Dans l’affaire Yee v Hudson’s Bay Company, la Cour supérieure de justice de l’Ontario a examiné le cas d’un employé de la direction congédié en août 2019, avant la pandémie. Le plaignant faisait valoir que la conjoncture économique causée par la pandémie compliquait la tâche de trouver un nouvel emploi et justifiait par conséquent l’imposition d’un préavis plus long. La cour a réfuté cet argument, soutenant en définitive que le préavis approprié doit être établi selon les circonstances qui existaient au moment de la cessation d’emploi.

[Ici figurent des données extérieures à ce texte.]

use anchor_lang::prelude::*;

#[error_code]
pub enum SorteioError {
    #[msg("Unauthorized")]
    Unauthorized,
    #[msg("Protocol paused")]
    Paused,

    #[msg("No valid draw day within the scan window")]
    NoValidDrawDay,
    #[msg("Reference day is not a valid draw day")]
    InvalidReferenceDay,
    #[msg("Reference concurso must be positive")]
    InvalidReferenceConcurso,

    #[msg("Draw does not match the currently open schedule")]
    DrawMismatch,
    #[msg("Concurso must be greater than the last opened one")]
    ConcursoRegression,
    #[msg("Draw PDA mismatch")]
    DrawPdaMismatch,
    #[msg("Entry PDA mismatch")]
    EntryPdaMismatch,
    #[msg("Entry does not belong to this draw")]
    EntryDrawMismatch,

    #[msg("Registration window not open yet")]
    RegistrationNotOpen,
    #[msg("Registration window closed")]
    RegistrationClosed,

    #[msg("Game ID must be exactly 10 decimal digits")]
    InvalidGameId,
    #[msg("WhatsApp contact must contain digits only")]
    InvalidWhatsapp,
    #[msg("Platform tag is empty or too long")]
    InvalidPlatform,
    #[msg("Must pick between 5 and 20 numbers")]
    InvalidNumberCount,
    #[msg("Number out of the 1..=80 range")]
    NumberOutOfRange,
    #[msg("Duplicate number in selection")]
    DuplicateNumber,

    #[msg("Unknown status code")]
    InvalidStatusCode,
    #[msg("Unknown validity code")]
    InvalidValidityCode,

    #[msg("Winning result already published for this draw")]
    ResultAlreadySet,
    #[msg("Winning result not published yet")]
    ResultNotSet,
    #[msg("Cannot publish a result before the cutoff")]
    ResultTooEarly,

    #[msg("Entry already settled")]
    AlreadySettled,
    #[msg("Entry not settled yet")]
    NotSettled,
    #[msg("Batch contains entries from another platform's pool")]
    MixedPlatformBatch,
    #[msg("Too many entries")]
    TooManyEntries,
    #[msg("Prize pool does not belong to this draw")]
    PoolDrawMismatch,

    #[msg("Draw already finalized")]
    AlreadyFinalized,
    #[msg("Draw not finalized")]
    NotFinalized,
    #[msg("Cannot finalize while entries remain unsettled")]
    EntriesNotSettled,

    #[msg("Failed to borrow account data")]
    AccountBorrowFailed,

    #[msg("Math overflow")]
    MathOverflow,
}
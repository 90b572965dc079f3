use anchor_lang::prelude::*;

use crate::constants::*;
use crate::errors::SorteioError;

// ---------------------------------
// Civil calendar (fixed UTC-3, BRT)
// ---------------------------------
//
// All date reasoning uses epoch days: whole days since 1970-01-01 in the
// BRT civil frame. A single conversion algorithm is used everywhere;
// weekday and year/month/day are both derived from the epoch day.

/// Civil day (BRT) containing the given unix instant.
pub fn epoch_day_from_unix(ts: i64) -> i64 {
    (ts + UTC_OFFSET_SECS).div_euclid(SECS_PER_DAY)
}

/// Unix instant of 00:00:00 civil time on the given day.
pub fn civil_midnight_ts(epoch_day: i64) -> i64 {
    epoch_day * SECS_PER_DAY - UTC_OFFSET_SECS
}

/// Days-from-civil, Hinnant's algorithm.
pub fn epoch_day_from_civil(year: i32, month: u8, day: u8) -> i64 {
    let y = year as i64 - (month <= 2) as i64;
    let m = month as i64;
    let d = day as i64;
    let era = y.div_euclid(400);
    let yoe = y - era * 400;
    let mp = (m + 9) % 12;
    let doy = (153 * mp + 2) / 5 + d - 1;
    let doe = yoe * 365 + yoe / 4 - yoe / 100 + doy;
    era * 146_097 + doe - 719_468
}

/// Civil-from-days, Hinnant's algorithm. Returns (year, month, day).
pub fn civil_from_epoch_day(epoch_day: i64) -> (i32, u8, u8) {
    let z = epoch_day + 719_468;
    let era = z.div_euclid(146_097);
    let doe = z.rem_euclid(146_097);
    let yoe = (doe - doe / 1_460 + doe / 36_524 - doe / 146_096) / 365;
    let y = yoe + era * 400;
    let doy = doe - (365 * yoe + yoe / 4 - yoe / 100);
    let mp = (5 * doy + 2) / 153;
    let d = doy - (153 * mp + 2) / 5 + 1;
    let m = if mp < 10 { mp + 3 } else { mp - 9 };
    ((y + (m <= 2) as i64) as i32, m as u8, d as u8)
}

/// Weekday with Sunday = 0. 1970-01-01 was a Thursday.
pub fn weekday_sun0(epoch_day: i64) -> u8 {
    (epoch_day + 4).rem_euclid(7) as u8
}

// -----------------
// Draw-day rules
// -----------------

/// Closed days: Christmas and New Year's Day.
pub fn is_no_draw_day(epoch_day: i64) -> bool {
    let (_, m, d) = civil_from_epoch_day(epoch_day);
    matches!((m, d), (12, 25) | (1, 1))
}

/// Christmas Eve and New Year's Eve draw at 17:00 instead of 20:00.
pub fn is_early_draw_day(epoch_day: i64) -> bool {
    let (_, m, d) = civil_from_epoch_day(epoch_day);
    matches!((m, d), (12, 24) | (12, 31))
}

pub fn draw_hour(epoch_day: i64) -> u8 {
    if is_early_draw_day(epoch_day) {
        EARLY_DRAW_HOUR
    } else {
        STANDARD_DRAW_HOUR
    }
}

/// Draws happen every day except Sundays and closed days. Early-draw days
/// are valid, just earlier.
pub fn is_valid_draw_day(epoch_day: i64) -> bool {
    weekday_sun0(epoch_day) != 0 && !is_no_draw_day(epoch_day)
}

/// First valid draw day at or after `from_day`, scanning at most
/// [`MAX_SCHEDULE_SCAN_DAYS`]. Exhausting the scan is a broken-calendar
/// condition, never a normal outcome.
pub fn next_valid_draw_day(from_day: i64) -> Result<i64> {
    for off in 0..MAX_SCHEDULE_SCAN_DAYS {
        let day = from_day + off;
        if is_valid_draw_day(day) {
            return Ok(day);
        }
    }
    Err(error!(SorteioError::NoValidDrawDay))
}

// -----------------
// Schedule
// -----------------

#[derive(AnchorSerialize, AnchorDeserialize, Clone, Copy, Debug, PartialEq, Eq)]
pub struct DrawSchedule {
    /// Civil draw date.
    pub epoch_day: i64,
    pub draw_hour: u8,
    /// Draw instant, unix seconds.
    pub draw_ts: i64,
    /// One second before the draw instant, same civil day.
    pub cutoff_ts: i64,
    /// 20:00:01 civil time on the previous day.
    pub reg_start_ts: i64,
}

/// Schedule for a specific civil date. Does not check validity; callers
/// pre-validate with [`is_valid_draw_day`].
pub fn build_schedule(epoch_day: i64) -> DrawSchedule {
    let hour = draw_hour(epoch_day);
    let draw_ts = civil_midnight_ts(epoch_day) + hour as i64 * SECS_PER_HOUR;
    DrawSchedule {
        epoch_day,
        draw_hour: hour,
        draw_ts,
        cutoff_ts: draw_ts - 1,
        reg_start_ts: civil_midnight_ts(epoch_day - 1) + REG_OPEN_SECOND_OF_DAY,
    }
}

/// The schedule registrations should currently target.
///
/// Today's draw stays the target until its own cutoff instant passes; the
/// window does not roll over at midnight. Past the cutoff (or on an invalid
/// day) the next valid day's schedule is returned.
pub fn current_schedule(now: i64) -> Result<DrawSchedule> {
    let today = epoch_day_from_unix(now);
    if is_valid_draw_day(today) {
        let sched = build_schedule(today);
        if now <= sched.cutoff_ts {
            return Ok(sched);
        }
    }
    let day = next_valid_draw_day(today + 1)?;
    Ok(build_schedule(day))
}

// -----------------
// Concurso numbering
// -----------------

/// Concurso number for `target_day`, walking day by day from the reference
/// pair. Valid draw days are counted in the half-open range that excludes
/// the reference day and includes the target day; the reference day's own
/// validity never matters. Forward and backward walks agree, so the mapping
/// from valid draw days to numbers is an order-preserving bijection.
pub fn concurso_for_day(ref_concurso: u32, ref_day: i64, target_day: i64) -> Result<u32> {
    let mut count: u32 = 0;
    if target_day >= ref_day {
        let mut day = ref_day + 1;
        while day <= target_day {
            if is_valid_draw_day(day) {
                count = count.checked_add(1).ok_or(SorteioError::MathOverflow)?;
            }
            day += 1;
        }
        ref_concurso
            .checked_add(count)
            .ok_or(error!(SorteioError::MathOverflow))
    } else {
        let mut day = target_day;
        while day < ref_day {
            if is_valid_draw_day(day) {
                count = count.checked_add(1).ok_or(SorteioError::MathOverflow)?;
            }
            day += 1;
        }
        ref_concurso
            .checked_sub(count)
            .ok_or(error!(SorteioError::MathOverflow))
    }
}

La Cour supérieure de justice de l’Ontario est parvenue à une décision similaire dans l’affaire Nahum v Honeycomb Hospitality Inc., où la cour n’a pas tenu compte des effets de la pandémie puisque l’employée avait été congédiée avant le début de celle-ci. Bien que la pandémie fût susceptible d’avoir influé sur la recherche d’emploi de l’employée (et par conséquent, sur ses efforts d’atténuation), comme il s’agissait d’un facteur qui ne pouvait pas avoir été prévu au moment de la cessation d’emploi, la cour ne l’a pas incluse dans son analyse du préavis raisonnable.

Ainsi, le ralentissement économique engendré par la pandémie ne sera pris en compte pour évaluer les préavis raisonnables que lorsqu’elle était raisonnablement prévisible par les parties au moment de la cessation d’emploi. Sinon, elle ne peut être prise en compte que pour évaluer les efforts d’atténuation, puisque les tribunaux ont conclu que la pandémie constitue un facteur susceptible de rendre la recherche d’emploi plus difficile. 

À retenir

  • La pandémie de COVID-19 est susceptible de toucher, et même d’allonger, les préavis accordés aux employés congédiés pendant la pandémie. La pandémie ne sera toutefois pas prise en compte à l’exclusion d’autres facteurs ni n’est susceptible de justifier l’imposition d’un préavis d’une durée disproportionnée. 
  • La jurisprudence à ce jour indique que la pandémie n’est pas susceptible d’être considérée comme un facteur pour évaluer le préavis d’employés dont il a été mis fin à l’emploi avant la pandémie. Dans de tels cas, la pandémie peut être considérée comme un facteur pour évaluer le caractère raisonnable des efforts d’atténuation d’un employé.